Photo by Mathijs Beks on Unsplash
Examining the place of faith in Buddhism, Nagapriya outlines why it is a crucial tool for understanding.

“For I do not seek to understand so that I may believe, but believe so that I may understand. For this too I believe: that unless I shall have believed, I may not understand.”

For St. Anselm, belief or faith was the starting point from which his spiritual inquiry began, the foundation upon which it rested, not its result. He saw his belief as something to understand, confirm and unfold, not something he needed to justify to himself or the world. In an age where reason is king and supreme judge, St. Anselm’s reliance upon faith may seem medieval, even intellectually naive. And yet, for me at least, it is resonant. It seems to encapsulate the essential paradox of faith: that it is the precondition of spiritual understanding, not its goal.

I came to Buddhism as a floundering human being, not as a logician seeking proof of the Buddha’s ‘theories’. Before I knew anything about Buddhism, a seed of faith was already there: I hoped there could be a way out of my spiritual crisis. A dyed-in-the-wool skeptic might consider even this as evidence of credulity, but I think it is more reasonable than resignation or despair. Since I did not know if there was a way out of my existential predicament, I was faced with a choice: to accept there was none, or to hope there was and to look for it. If I had chosen the first the discovery of meaning would have been impossible, the second at least offered a chance. Even the strongest reasons will never persuade a skeptic that a spiritual path is worth undertaking.

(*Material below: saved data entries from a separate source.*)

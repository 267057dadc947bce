//! Routing decision types.

use serde::{Deserialize, Serialize};

/// How a request will be forwarded. Assigned once per request.
#[derive(Debug, Clone, Copy, PartialEq, Eq, Serialize, Deserialize)]
#[serde(rename_all = "UPPERCASE")]
pub enum RoutingStrategy {
    /// Resolve the destination, inject auth, forward.
    Proxy,
    /// Forward without auth injection.
    Passthrough,
    /// No route could be determined.
    Unknown,
}

/// What to do when the incoming request names no destination or URL.
#[derive(Debug, Clone, Copy, PartialEq, Eq, Default, Serialize, Deserialize)]
#[serde(rename_all = "lowercase")]
pub enum RoutingPolicy {
    /// Forward unmodified to the override URL, if any.
    #[default]
    Passthrough,
    /// Fall back to overrides; mark the request unroutable if they are empty too.
    Reject,
}

/// Process-level routing overrides (CLI flags or config file).
#[derive(Debug, Clone, Default, PartialEq, Eq, Serialize, Deserialize)]
pub struct RoutingOverrides {
    /// Destination to use regardless of request headers.
    #[serde(default)]
    pub destination: Option<String>,
    /// Target URL to use regardless of request headers.
    #[serde(default)]
    pub mcp_url: Option<String>,
}

/// Immutable per-request routing result.
#[derive(Debug, Clone, PartialEq, Eq, Serialize)]
#[serde(rename_all = "camelCase")]
pub struct RoutingDecision {
    strategy: RoutingStrategy,
    destination: Option<String>,
    explicit_target_url: Option<String>,
    reason: String,
}

impl RoutingDecision {
    /// A proxied route. Returns `Unknown` if both targets are missing, so a
    /// `Proxy` decision always carries at least one of them.
    pub fn proxy(
        destination: Option<String>,
        explicit_target_url: Option<String>,
        reason: impl Into<String>,
    ) -> Self {
        if destination.is_none() && explicit_target_url.is_none() {
            return Self::unknown("no destination or target URL available");
        }
        Self {
            strategy: RoutingStrategy::Proxy,
            destination,
            explicit_target_url,
            reason: reason.into(),
        }
    }

    /// A passthrough route, optionally pinned to an override URL.
    pub fn passthrough(explicit_target_url: Option<String>, reason: impl Into<String>) -> Self {
        Self {
            strategy: RoutingStrategy::Passthrough,
            destination: None,
            explicit_target_url,
            reason: reason.into(),
        }
    }

    /// An unroutable request.
    pub fn unknown(reason: impl Into<String>) -> Self {
        Self {
            strategy: RoutingStrategy::Unknown,
            destination: None,
            explicit_target_url: None,
            reason: reason.into(),
        }
    }

    /// Forwarding strategy.
    pub fn strategy(&self) -> RoutingStrategy {
        self.strategy
    }

    /// Destination name, present only for `Proxy`.
    pub fn destination(&self) -> Option<&str> {
        self.destination.as_deref()
    }

    /// URL that overrides the destination's service URL.
    pub fn explicit_target_url(&self) -> Option<&str> {
        self.explicit_target_url.as_deref()
    }

    /// Diagnostic justification.
    pub fn reason(&self) -> &str {
        &self.reason
    }
}
//! Exponential-backoff retry executor.

use crate::error::{ProxyError, mentions_token_expiry};
use std::future::Future;
use std::time::Duration;
use tracing::{debug, warn};

/// Status codes retried by default (transient gateway/server failures).
pub const DEFAULT_RETRYABLE_STATUS_CODES: [u16; 4] = [500, 502, 503, 504];

/// Classification hooks the retry executor needs from an error type.
pub trait RetryableError: std::fmt::Display {
    /// HTTP status of the failed response, if one was received.
    fn status_code(&self) -> Option<u16>;

    /// Whether the failure happened with no response at all.
    fn is_network(&self) -> bool;

    /// Whether a lower layer already spent its own retry budget on this error.
    fn retries_exhausted(&self) -> bool {
        false
    }
}

impl RetryableError for ProxyError {
    fn status_code(&self) -> Option<u16> {
        ProxyError::status_code(self)
    }

    fn is_network(&self) -> bool {
        ProxyError::is_network(self)
    }

    fn retries_exhausted(&self) -> bool {
        self.is_token_acquisition()
    }
}

/// Retry settings for one class of operation.
#[derive(Debug, Clone, PartialEq, Eq)]
pub struct RetryPolicy {
    /// Retries after the first attempt; total attempts are `max_retries + 1`.
    pub max_retries: u32,
    /// Base delay; attempt `n` (0-based) waits `retry_delay * 2^n`.
    pub retry_delay: Duration,
    /// Optional ceiling on a single backoff delay. `None` keeps pure doubling.
    pub max_delay: Option<Duration>,
    /// HTTP statuses that are worth another attempt.
    pub retryable_status_codes: Vec<u16>,
}

impl Default for RetryPolicy {
    fn default() -> Self {
        Self {
            max_retries: 3,
            retry_delay: Duration::from_millis(1000),
            max_delay: None,
            retryable_status_codes: DEFAULT_RETRYABLE_STATUS_CODES.to_vec(),
        }
    }
}

impl RetryPolicy {
    /// Backoff before the attempt following `attempt_index` (0-based).
    pub fn delay_for(&self, attempt_index: u32) -> Duration {
        let factor = 2u32.saturating_pow(attempt_index);
        let delay = self.retry_delay.saturating_mul(factor);
        match self.max_delay {
            Some(cap) => delay.min(cap),
            None => delay,
        }
    }

    /// Whether `err` should consume another attempt.
    ///
    /// Errors whose retries were already spent further down are never retried.
    /// Errors carrying an HTTP status are judged by status alone; the token
    /// message heuristic only applies to errors without a response status.
    pub fn is_retryable<E: RetryableError>(&self, err: &E) -> bool {
        if err.retries_exhausted() {
            return false;
        }
        match err.status_code() {
            Some(status) => self.retryable_status_codes.contains(&status),
            None => err.is_network() || mentions_token_expiry(&err.to_string()),
        }
    }
}

/// Runs async operations under a [`RetryPolicy`].
#[derive(Debug, Clone, Default)]
pub struct RetryExecutor {
    policy: RetryPolicy,
}

impl RetryExecutor {
    /// Create an executor for the given policy.
    pub fn new(policy: RetryPolicy) -> Self {
        Self { policy }
    }

    /// The policy this executor applies.
    pub fn policy(&self) -> &RetryPolicy {
        &self.policy
    }

    /// Run `op` until it succeeds, fails with a non-retryable error, or the
    /// attempt budget is spent. The last error is returned unchanged.
    pub async fn run<T, E, F, Fut>(&self, mut op: F) -> std::result::Result<T, E>
    where
        E: RetryableError,
        F: FnMut() -> Fut,
        Fut: Future<Output = std::result::Result<T, E>>,
    {
        let mut attempt: u32 = 0;
        loop {
            match op().await {
                Ok(value) => {
                    if attempt > 0 {
                        debug!(attempt = attempt + 1, "Operation succeeded after retry");
                    }
                    return Ok(value);
                }
                Err(err) => {
                    if attempt >= self.policy.max_retries || !self.policy.is_retryable(&err) {
                        return Err(err);
                    }
                    let delay = self.policy.delay_for(attempt);
                    warn!(
                        attempt = attempt + 1,
                        max_attempts = self.policy.max_retries + 1,
                        delay_ms = delay.as_millis() as u64,
                        error = %err,
                        "Retrying after backoff"
                    );
                    tokio::time::sleep(delay).await;
                    attempt += 1;
                }
            }
        }
    }
}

Paradoxically, in order to develop faith we must already have faith or at least a seed of it. Faith has, however, become an intellectually discredited source of knowledge, dismissed as the refuge of the weak: for insecure people seeking easy certainties. Exposure to religious cults has no doubt intensified suspicion of anyone who proclaims their faith. We have learned to demand reason, science and hard facts. Faith and reason are seen as opposed: the one naive, credulous and unreliable, the other informed, rigorous and trustworthy. Ironically, western culture appears to have an unqualified faith in reason — especially the scientific method.

Buddhism has been popularly acclaimed as “the religion of reason,” even claimed as a philosophy that can be divorced from contaminating religious features. Buddhism, it is sometimes proposed, is entirely rational, as it does not depend on unverifiable beliefs, such as belief in the existence of a creator God. But such a description, while having an element of truth, knocks the stuffing out of Buddhism. Although Buddhism can be expounded rationally, what motivates the individual Buddhist to practice is certainly not reason. Reason could not have compelled me to abandon previously cherished goals and embrace a life of spiritual discipline. Reason articulates, supports and confirms the commitments that I make on quite different grounds. What inspires people to strive towards a spiritual ideal is not reason but an emotional conviction. Faith moves us to act.

 Paradoxically, in order to develop faith we must already have faith or at least a seed of it.  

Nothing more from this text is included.